Die Pipeline von Exxon Mobil bricht und leitet Öl in den Yellowstone River


Eine Exxon Mobil-Ölpipeline in der Nähe von Billings, Montana, brach am Freitagabend und verschüttete 1.000 Barrel Rohöl in den Yellowstone River. Erste Berichte schätzten, dass das Öl nur 10 Meilen zurücklegen würde, aber aktualisierte Informationen gehen davon aus, dass es bis zu 150 Meilen reicht.

Zweimal im letzten Jahr warnten die Aufsichtsbehörden Exxon Mobil vor mehreren Sicherheitsverletzungen entlang der Pipline, und die 20 Jahre alte Leitung wurde Anfang Mai stillgelegt, nachdem die Beamten besorgt waren, als der Yellowstone River zu steigen begann. Einer der möglichen Gründe für den Bruch ist das aufsteigende Wasser, das Trümmer vom Grund des Flusses aufwirbelt, die das Rohr beschädigt haben könnten.

Hohe Temperaturen führen dazu, dass mehr Schnee aus den Bergen schmilzt, wodurch der Yellowstone River noch weiter ansteigt, was es den Reinigungsmannschaften erschwert, in die durch das Rohöl beschädigten Gebiete zu gelangen. Es ist auch möglich, dass saubere Bereiche wieder kontaminiert werden, wenn das Wasser steigt und das Öl noch weiter flussabwärts transportiert wird.

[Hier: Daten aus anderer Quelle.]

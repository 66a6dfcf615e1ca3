// src/services/transfer_service.rs
//
// Transferência de estoque entre lojas:
//
//   Solicitada -> Aceito | Rejeitado | Erro   (todos finais)
//
// O aceite faz até três passos em sequência (conferir estoque local, somar
// na loja que pediu, baixar aqui). Não há compensação: se a soma remota deu
// certo e a baixa local falhou, o resultado é Erro e o operador corrige à mão.

use std::{
    collections::HashMap,
    sync::{Arc, Mutex},
};

use rust_decimal::Decimal;
use uuid::Uuid;

use crate::{
    common::error::AppError,
    models::transfer::{
        AtualizarProdutoPayload, PendingTransfer, TransferOutcome, TransferPayload,
        TransferRequest, TransferResponse, TransferStatus,
    },
    services::{
        alerta::AlertaService,
        eventos::{EventHub, UiEvent},
        peer_client::PeerClient,
        presenca_service::PresencaService,
        produto_service::ProdutoService,
    },
};

const INSTRUCAO_RECONCILIACAO: &str = "O estoque foi somado na loja solicitante, mas a baixa local falhou. \
     Ajuste o estoque deste produto manualmente.";

#[derive(Clone)]
pub struct TransferService {
    loja: String,
    senha: String,
    usuario: String,
    endereco_proprio: String,
    produtos: ProdutoService,
    presenca: PresencaService,
    peers: PeerClient,
    alerta: AlertaService,
    eventos: EventHub,
    // Pedidos recebidos aguardando o operador. Só em memória: reiniciar perde tudo.
    pendentes: Arc<Mutex<HashMap<Uuid, TransferRequest>>>,
}

// Por que o aceite parou antes de completar.
enum FalhaAceite {
    SemEstoque(String),
    SomaRemota(AppError),
    BaixaLocal(AppError),
}

pub struct TransferDeps {
    pub produtos: ProdutoService,
    pub presenca: PresencaService,
    pub peers: PeerClient,
    pub alerta: AlertaService,
    pub eventos: EventHub,
}

impl TransferService {
    pub fn new(
        loja: impl Into<String>,
        senha: impl Into<String>,
        usuario: impl Into<String>,
        endereco_proprio: impl Into<String>,
        deps: TransferDeps,
    ) -> Self {
        Self {
            loja: loja.into(),
            senha: senha.into(),
            usuario: usuario.into(),
            endereco_proprio: endereco_proprio.into(),
            produtos: deps.produtos,
            presenca: deps.presenca,
            peers: deps.peers,
            alerta: deps.alerta,
            eventos: deps.eventos,
            pendentes: Arc::new(Mutex::new(HashMap::new())),
        }
    }

    fn pendentes(&self) -> Result<std::sync::MutexGuard<'_, HashMap<Uuid, TransferRequest>>, AppError> {
        self.pendentes
            .lock()
            .map_err(|_| AppError::InternalServerError(anyhow::anyhow!("fila de transferências envenenada")))
    }

    // --- LADO QUE PEDE ---

    /// Pede `amount` unidades do produto à loja `destino`.
    pub async fn solicitar(
        &self,
        destino: &str,
        code: &str,
        name: &str,
        amount: Decimal,
    ) -> Result<(), AppError> {
        let endereco = self.presenca.endereco(destino).await?;
        let pedido = TransferRequest {
            code: code.to_string(),
            name: name.to_string(),
            amount,
            store_id: self.loja.clone(),
            password: self.senha.clone(),
        };
        self.peers.solicitar_transferencia(&endereco, &pedido).await?;
        tracing::info!(destino, code, %amount, "📤 Transferência solicitada");
        Ok(())
    }

    pub fn receber_resposta(&self, resposta: TransferResponse) {
        tracing::info!(
            loja = %resposta.store_id, code = %resposta.code, status = ?resposta.status,
            "📥 Resposta de transferência recebida"
        );
        self.eventos.publicar(UiEvent::TransferenciaRespondida {
            store_id: resposta.store_id,
            code: resposta.code,
            name: resposta.name,
            status: resposta.status,
            message: resposta.message,
        });
    }

    // --- LADO QUE ATENDE ---

    /// Guarda o pedido para o operador decidir e dispara o alerta.
    pub fn receber_solicitacao(&self, pedido: TransferRequest) -> Result<PendingTransfer, AppError> {
        let id = Uuid::new_v4();
        let pendente = PendingTransfer {
            id,
            code: pedido.code.clone(),
            name: pedido.name.clone(),
            amount: pedido.amount,
            store_id: pedido.store_id.clone(),
        };
        self.pendentes()?.insert(id, pedido);

        tracing::info!(%id, loja = %pendente.store_id, code = %pendente.code, "📨 Pedido de transferência recebido");
        self.eventos.publicar(UiEvent::TransferenciaSolicitada(pendente.clone()));
        self.alerta.disparar(&pendente.store_id, "transferencia");
        Ok(pendente)
    }

    pub fn listar_pendentes(&self) -> Result<Vec<PendingTransfer>, AppError> {
        Ok(self
            .pendentes()?
            .iter()
            .map(|(id, p)| PendingTransfer {
                id: *id,
                code: p.code.clone(),
                name: p.name.clone(),
                amount: p.amount,
                store_id: p.store_id.clone(),
            })
            .collect())
    }

    fn retirar(&self, id: Uuid) -> Result<TransferRequest, AppError> {
        self.pendentes()?.remove(&id).ok_or(AppError::TransferNotFound)
    }

    pub async fn rejeitar(&self, id: Uuid) -> Result<TransferOutcome, AppError> {
        let pedido = self.retirar(id)?;
        self.alerta.parar();
        let desfecho = TransferOutcome {
            status: TransferStatus::Rejeitado,
            message: format!("A loja {} recusou a transferência.", self.loja),
        };
        self.responder(&pedido, &desfecho).await;
        Ok(desfecho)
    }

    pub async fn aceitar(&self, id: Uuid) -> Result<TransferOutcome, AppError> {
        let pedido = self.retirar(id)?;
        self.alerta.parar();

        let desfecho = match self.executar_aceite(&pedido).await {
            Ok(()) => TransferOutcome {
                status: TransferStatus::Aceito,
                message: format!(
                    "{} unidade(s) de {} transferida(s) pela loja {}.",
                    pedido.amount, pedido.name, self.loja
                ),
            },
            Err(FalhaAceite::SemEstoque(motivo)) => {
                tracing::warn!(code = %pedido.code, motivo = %motivo, "Transferência negada por estoque");
                TransferOutcome { status: TransferStatus::Erro, message: motivo }
            }
            Err(FalhaAceite::SomaRemota(e)) => {
                tracing::warn!(code = %pedido.code, error = %e, "Falha ao somar estoque na loja solicitante");
                TransferOutcome {
                    status: TransferStatus::Erro,
                    message: "Não foi possível transferir o estoque.".to_string(),
                }
            }
            Err(FalhaAceite::BaixaLocal(e)) => {
                tracing::error!(
                    code = %pedido.code, amount = %pedido.amount, loja = %pedido.store_id, error = %e,
                    "⚠️ Estoque somado na loja solicitante mas não baixado aqui: reconciliação manual"
                );
                self.eventos.publicar(UiEvent::ReconciliacaoManual {
                    code: pedido.code.clone(),
                    amount: pedido.amount.to_string(),
                    store_id: pedido.store_id.clone(),
                    instrucao: INSTRUCAO_RECONCILIACAO.to_string(),
                });
                TransferOutcome {
                    status: TransferStatus::Erro,
                    message: "Erro ao concluir a transferência.".to_string(),
                }
            }
        };

        self.responder(&pedido, &desfecho).await;
        Ok(desfecho)
    }

    async fn executar_aceite(&self, pedido: &TransferRequest) -> Result<(), FalhaAceite> {
        if pedido.amount <= Decimal::ZERO {
            return Err(FalhaAceite::SemEstoque("Quantidade inválida.".to_string()));
        }

        // 1. Confere estoque local
        let produto = self
            .produtos
            .por_codigo(&pedido.code)
            .await
            .map_err(|e| FalhaAceite::SemEstoque(format!("Falha ao consultar estoque: {}", e)))?
            .ok_or_else(|| FalhaAceite::SemEstoque("Produto não encontrado nesta loja.".to_string()))?;

        if produto.estoque_atual < pedido.amount {
            return Err(FalhaAceite::SemEstoque(format!(
                "Estoque insuficiente: disponível {}, pedido {}.",
                produto.estoque_atual, pedido.amount
            )));
        }
        let restante = produto.estoque_atual - pedido.amount;

        // 2. Soma na loja que pediu (cadastra lá se precisar)
        let origem = self.presenca.endereco(&pedido.store_id).await.map_err(FalhaAceite::SomaRemota)?;
        let payload = TransferPayload {
            product: produto.clone(),
            amount: pedido.amount,
            store_id: self.loja.clone(),
            password: self.senha.clone(),
        };
        self.peers.transferir(&origem, &payload).await.map_err(FalhaAceite::SomaRemota)?;

        // 3. Baixa aqui, pela própria rota HTTP desta loja
        let baixa = AtualizarProdutoPayload {
            barcode: produto.codigo.clone(),
            quantity: restante,
            password: self.senha.clone(),
            user_code: self.usuario.clone(),
        };
        self.peers
            .atualizar_produto(&self.endereco_proprio, &baixa)
            .await
            .map_err(FalhaAceite::BaixaLocal)?;

        tracing::info!(code = %pedido.code, amount = %pedido.amount, destino = %pedido.store_id, "✅ Transferência concluída");
        Ok(())
    }

    // Exatamente uma resposta por pedido decidido. Falha ao entregar só é logada.
    async fn responder(&self, pedido: &TransferRequest, desfecho: &TransferOutcome) {
        let resposta = TransferResponse {
            code: pedido.code.clone(),
            name: pedido.name.clone(),
            amount: pedido.amount,
            store_id: self.loja.clone(),
            password: self.senha.clone(),
            status: desfecho.status,
            message: desfecho.message.clone(),
        };

        let entregue = match self.presenca.endereco(&pedido.store_id).await {
            Ok(endereco) => self.peers.responder_transferencia(&endereco, &resposta).await,
            Err(e) => Err(e),
        };
        if let Err(e) = entregue {
            tracing::warn!(loja = %pedido.store_id, error = %e, "Resposta de transferência não entregue");
        }
    }
}
// src/handlers/cliente.rs

use axum::{extract::State, http::StatusCode, response::IntoResponse, Json};
use serde::Deserialize;
use utoipa::ToSchema;

use crate::{
    common::{error::AppError, extract::JsonBody},
    config::AppState,
    middleware::auth::verificar_senha,
    models::cliente::SaldoConvenio,
};

#[derive(Debug, Deserialize, ToSchema)]
#[serde(rename_all = "camelCase")]
pub struct ConvenioPayload {
    pub search_term: String,
    pub password: String,
}

// POST /cliente/convenio
#[utoipa::path(
    post,
    path = "/cliente/convenio",
    tag = "Clientes",
    request_body = ConvenioPayload,
    responses(
        (status = 200, description = "Saldo e histórico por cliente", body = [SaldoConvenio]),
        (status = 401, description = "Senha incorreta"),
        (status = 404, description = "Cliente não encontrado")
    )
)]
pub async fn saldo_convenio(
    State(app_state): State<AppState>,
    JsonBody(payload): JsonBody<ConvenioPayload>,
) -> Result<impl IntoResponse, AppError> {
    verificar_senha(&app_state.config.shared_password, &payload.password)?;

    let saldos = app_state.produto_service.saldo_convenio(&payload.search_term).await?;
    Ok((StatusCode::OK, Json(saldos)))
}
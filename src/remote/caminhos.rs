// src/remote/caminhos.rs

// Coleções do banco remoto.
pub const STATUS: &str = "status";
pub const LOJAS: &str = "stores";
pub const MENSAGENS: &str = "messages";
pub const NOTIFICACOES_URGENTES: &str = "unreadUrgentNotifications";

// Caracteres que o Firebase não aceita em chaves.
const PROIBIDOS_EM_CHAVE: [char; 6] = ['/', '.', '#', '$', '[', ']'];

/// Uma chave vira exatamente um segmento de caminho: não vazia, sem
/// separador nem caracteres reservados.
pub fn chave_valida(chave: &str) -> bool {
    !chave.is_empty()
        && !chave
            .chars()
            .any(|c| PROIBIDOS_EM_CHAVE.contains(&c) || c.is_control())
}

/// Monta caminhos dentro do namespace desta instalação.
#[derive(Debug, Clone)]
pub struct Caminhos {
    namespace: String,
}

impl Caminhos {
    pub fn new(namespace: impl Into<String>) -> Self {
        Self { namespace: namespace.into().trim_matches('/').to_string() }
    }

    pub fn no(&self, partes: &[&str]) -> String {
        let mut caminho = self.namespace.clone();
        for parte in partes {
            let parte = parte.trim_matches('/');
            if parte.is_empty() {
                continue;
            }
            if !caminho.is_empty() {
                caminho.push('/');
            }
            caminho.push_str(parte);
        }
        caminho
    }

    pub fn status(&self, loja: &str) -> String {
        self.no(&[STATUS, loja])
    }

    pub fn loja(&self, loja: &str) -> String {
        self.no(&[LOJAS, loja])
    }

    pub fn notificacao(&self, usuario: &str, chat_id: &str) -> String {
        self.no(&[NOTIFICACOES_URGENTES, usuario, chat_id])
    }

    pub fn mensagem(&self, chat_id: &str, id: &str) -> String {
        self.no(&[MENSAGENS, chat_id, id])
    }
}
// src/services/eventos.rs
//
// Canal de eventos empurrados para a interface (consumido via SSE em
// GET /local/eventos). Substitui os disparos diretos para a janela.

use serde::Serialize;
use tokio::sync::broadcast;

use crate::models::transfer::{PendingTransfer, TransferStatus};

#[derive(Debug, Clone, PartialEq, Serialize)]
#[serde(tag = "tipo", content = "dados", rename_all = "snake_case")]
pub enum UiEvent {
    /// Outra loja pediu estoque desta.
    TransferenciaSolicitada(PendingTransfer),

    /// Resposta de uma loja a um pedido feito por esta.
    #[serde(rename_all = "camelCase")]
    TransferenciaRespondida {
        store_id: String,
        code: String,
        name: String,
        status: TransferStatus,
        message: String,
    },

    /// Início do alerta intrusivo (som + tremer janela + sempre no topo).
    #[serde(rename_all = "camelCase")]
    AlertaUrgente { de: String, origem: String, som: String },

    AlertaEncerrado,

    /// Transferência parcialmente aplicada: o operador precisa corrigir à mão.
    #[serde(rename_all = "camelCase")]
    ReconciliacaoManual {
        code: String,
        amount: String,
        store_id: String,
        instrucao: String,
    },
}

#[derive(Clone)]
pub struct EventHub {
    tx: broadcast::Sender<UiEvent>,
}

impl EventHub {
    pub fn new(capacidade: usize) -> Self {
        let (tx, _rx) = broadcast::channel(capacidade);
        Self { tx }
    }

    pub fn publicar(&self, evento: UiEvent) {
        // Sem janela conectada o evento se perde, como no app original.
        if self.tx.send(evento).is_err() {
            tracing::debug!("Nenhuma interface conectada para receber o evento");
        }
    }

    pub fn assinar(&self) -> broadcast::Receiver<UiEvent> {
        self.tx.subscribe()
    }
}

impl Default for EventHub {
    fn default() -> Self {
        Self::new(64)
    }
}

Gary Pruessing, Präsident der Exxon Mobil Pipeline Co., sagte, die Luft- und Wasserüberwachung habe keine Gesundheitsrisiken ergeben. Am Montag wurde bei der in der Region ansässigen Alexis Bonogofsky eine akute Kohlenwasserstoffexposition diagnostiziert, nachdem ihr Schwindel, Übelkeit und Atembeschwerden aufgetreten waren. Beamte der Environmental Protection Agency nehmen immer noch Luft- und Wasserproben, um die Auswirkungen zu bestimmen.

Neben den Auswirkungen auf den Menschen gab es Berichte über mit Öl bedeckte Tiere, und es besteht große Sorge, dass das Öl die Fischerei erreicht und sich auf die in der Region vorkommenden Sauger, Basswels, Goldeye, Forellen und einheimischen blassen Störe auswirkt und stromabwärts.

Natürlich hat Exxon Mobil versprochen, "alles Notwendige" zu tun, um die Verschüttung zu beseitigen, aber wurde bereits Schaden angerichtet? Bis zum 5. Juli berichtete die Billings Gazette, dass die Besatzungen von Exxon Mobil den Bruchpunkt immer noch nicht finden konnten.